● **Your assignment**:
Only one span of the listing below should come back. It runs from the line with "#[derive(Debug, Clone, PartialEq, Eq)]" through the line with "fn get_full_box_header(&self) ->", and each of its lines must be reproduced exactly.

● **Supplied material**:
━━━━

use four_cc::FourCC;

use crate::{BoxHeader, ByteCursor, FullBoxHeader, Mp4Box, Mp4BoxError};

use std::mem::size_of;

bitflags::bitflags! {
    pub struct TrackFragmentHeaderFlags: u32 {
        const BASE_DATA_OFFSET_PRESENT = 0x000001;
        const SAMPLE_DESCRIPTION_INDEX_PRESENT = 0x000002;
        const DEFAULT_SAMPLE_DURATION_PRESENT = 0x000008;
        const DEFAULT_SAMPLE_SIZE_PRESENT = 0x000010;
        const DEFAULT_SAMPLE_FLAGS_PRESENT = 0x000020;
        const DURATION_IS_EMPTY = 0x010000;
        const DEFAULT_BASE_IS_MOOF = 0x020000;
    }
}

#[derive(Debug, Clone, PartialEq, Eq)]
pub struct TrackFragmentHeaderBox {
    pub track_id: u32,
    pub base_data_offset: Option<u64>,
    pub sample_description_index: Option<u32>,
    pub default_sample_duration: Option<u32>,
    pub default_sample_size: Option<u32>,
    pub default_sample_flags: Option<u32>,
    pub duration_is_empty: bool,
    pub default_base_is_moof: bool,
}

impl TrackFragmentHeaderBox {
    fn flags_from_fields(&self) -> TrackFragmentHeaderFlags {
        let mut flags = TrackFragmentHeaderFlags::empty();

        if self.base_data_offset.is_some() {
            flags.insert(TrackFragmentHeaderFlags::BASE_DATA_OFFSET_PRESENT);
        }

        if self.sample_description_index.is_some() {
            flags.insert(TrackFragmentHeaderFlags::SAMPLE_DESCRIPTION_INDEX_PRESENT);
        }

        if self.default_sample_duration.is_some() {
            flags.insert(TrackFragmentHeaderFlags::DEFAULT_SAMPLE_DURATION_PRESENT);
        }

        if self.default_sample_size.is_some() {
            flags.insert(TrackFragmentHeaderFlags::DEFAULT_SAMPLE_SIZE_PRESENT);
        }

        if self.default_sample_flags.is_some() {
            flags.insert(TrackFragmentHeaderFlags::DEFAULT_SAMPLE_FLAGS_PRESENT);
        }

        if self.duration_is_empty {
            flags.insert(TrackFragmentHeaderFlags::DURATION_IS_EMPTY);
        }

        if self.default_base_is_moof {
            flags.insert(TrackFragmentHeaderFlags::DEFAULT_BASE_IS_MOOF);
        }

        flags
    }
}

impl Mp4Box for TrackFragmentHeaderBox {
    const NAME: FourCC = FourCC(*b"tfhd");

    fn get_full_box_header(&self) -> Option<FullBoxHeader> {
        Some(FullBoxHeader::new(0, self.flags_from_fields().bits()))
    }

    fn content_size(&self) -> u64 {
        let mut size = size_of::<u32>() as u64; // track_ID

        if self.base_data_offset.is_some() {
            size += size_of::<u64>() as u64;
        }

        if self.sample_description_index.is_some() {
            size += size_of::<u32>() as u64;
        }

        if self.default_sample_duration.is_some() {
            size += size_of::<u32>() as u64;
        }

        if self.default_sample_size.is_some() {
            size += size_of::<u32>() as u64;
        }

        if self.default_sample_flags.is_some() {
            size += size_of::<u32>() as u64;
        }

        size
    }

    fn write_box_contents(&self, cursor: &mut ByteCursor) -> Result<(), Mp4BoxError> {
        cursor.write_u32(self.track_id);

        if let Some(base_data_offset) = self.base_data_offset {
            cursor.write_u64(base_data_offset);
        }

        if let Some(sample_description_index) = self.sample_description_index {
            cursor.write_u32(sample_description_index);
        }

        if let Some(default_sample_duration) = self.default_sample_duration {
            cursor.write_u32(default_sample_duration);
        }

        if let Some(default_sample_size) = self.default_sample_size {
            cursor.write_u32(default_sample_size);
        }

        if let Some(default_sample_flags) = self.default_sample_flags {
            cursor.write_u32(default_sample_flags);
        }

        Ok(())
    }

    fn read_box_contents(cursor: &mut ByteCursor, _header: &BoxHeader) -> Result<Self, Mp4BoxError> {
        let full_box = FullBoxHeader::read(cursor)?;
        let flags = TrackFragmentHeaderFlags::from_bits_truncate(full_box.flags());

        let track_id = cursor.read_u32()?;

        let base_data_offset = if flags.contains(TrackFragmentHeaderFlags::BASE_DATA_OFFSET_PRESENT)
        {
            Some(cursor.read_u64()?)
        } else {
            None
        };

        let sample_description_index =
            if flags.contains(TrackFragmentHeaderFlags::SAMPLE_DESCRIPTION_INDEX_PRESENT) {
                Some(cursor.read_u32()?)
            } else {
                None
            };

        let default_sample_duration =
            if flags.contains(TrackFragmentHeaderFlags::DEFAULT_SAMPLE_DURATION_PRESENT) {
                Some(cursor.read_u32()?)
            } else {
                None
            };

        let default_sample_size =
            if flags.contains(TrackFragmentHeaderFlags::DEFAULT_SAMPLE_SIZE_PRESENT) {
                Some(cursor.read_u32()?)
            } else {
                None
            };

        let default_sample_flags =
            if flags.contains(TrackFragmentHeaderFlags::DEFAULT_SAMPLE_FLAGS_PRESENT) {
                Some(cursor.read_u32()?)
            } else {
                None
            };

        Ok(TrackFragmentHeaderBox {
            track_id,
            base_data_offset,
            sample_description_index,
            default_sample_duration,
            default_sample_size,
            default_sample_flags,
            duration_is_empty: flags.contains(TrackFragmentHeaderFlags::DURATION_IS_EMPTY),
            default_base_is_moof: flags.contains(TrackFragmentHeaderFlags::DEFAULT_BASE_IS_MOOF),
        })
    }
}

#[test]
fn round_trips_with_optional_fields() {
    let tfhd = TrackFragmentHeaderBox {
        track_id: 1,
        base_data_offset: None,
        sample_description_index: None,
        default_sample_duration: Some(1800),
        default_sample_size: None,
        default_sample_flags: None,
        duration_is_empty: false,
        default_base_is_moof: true,
    };

    let bytes = tfhd.to_bytes().unwrap();

    assert_eq!(bytes.len() as u64, tfhd.size());
    assert_eq!(TrackFragmentHeaderBox::from_bytes(&bytes).unwrap(), tfhd);
}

━━━━

● **Solution to this exercise**:
#[derive(Debug, Clone, PartialEq, Eq)]
pub struct TrackFragmentHeaderBox {
    pub track_id: u32,
    pub base_data_offset: Option<u64>,
    pub sample_description_index: Option<u32>,
    pub default_sample_duration: Option<u32>,
    pub default_sample_size: Option<u32>,
    pub default_sample_flags: Option<u32>,
    pub duration_is_empty: bool,
    pub default_base_is_moof: bool,
}

impl TrackFragmentHeaderBox {
    fn flags_from_fields(&self) -> TrackFragmentHeaderFlags {
        let mut flags = TrackFragmentHeaderFlags::empty();

        if self.base_data_offset.is_some() {
            flags.insert(TrackFragmentHeaderFlags::BASE_DATA_OFFSET_PRESENT);
        }

        if self.sample_description_index.is_some() {
            flags.insert(TrackFragmentHeaderFlags::SAMPLE_DESCRIPTION_INDEX_PRESENT);
        }

        if self.default_sample_duration.is_some() {
            flags.insert(TrackFragmentHeaderFlags::DEFAULT_SAMPLE_DURATION_PRESENT);
        }

        if self.default_sample_size.is_some() {
            flags.insert(TrackFragmentHeaderFlags::DEFAULT_SAMPLE_SIZE_PRESENT);
        }

        if self.default_sample_flags.is_some() {
            flags.insert(TrackFragmentHeaderFlags::DEFAULT_SAMPLE_FLAGS_PRESENT);
        }

        if self.duration_is_empty {
            flags.insert(TrackFragmentHeaderFlags::DURATION_IS_EMPTY);
        }

        if self.default_base_is_moof {
            flags.insert(TrackFragmentHeaderFlags::DEFAULT_BASE_IS_MOOF);
        }

        flags
    }
}

impl Mp4Box for TrackFragmentHeaderBox {
    const NAME: FourCC = FourCC(*b"tfhd");

    fn get_full_box_header(&self) -> Option<FullBoxHeader> {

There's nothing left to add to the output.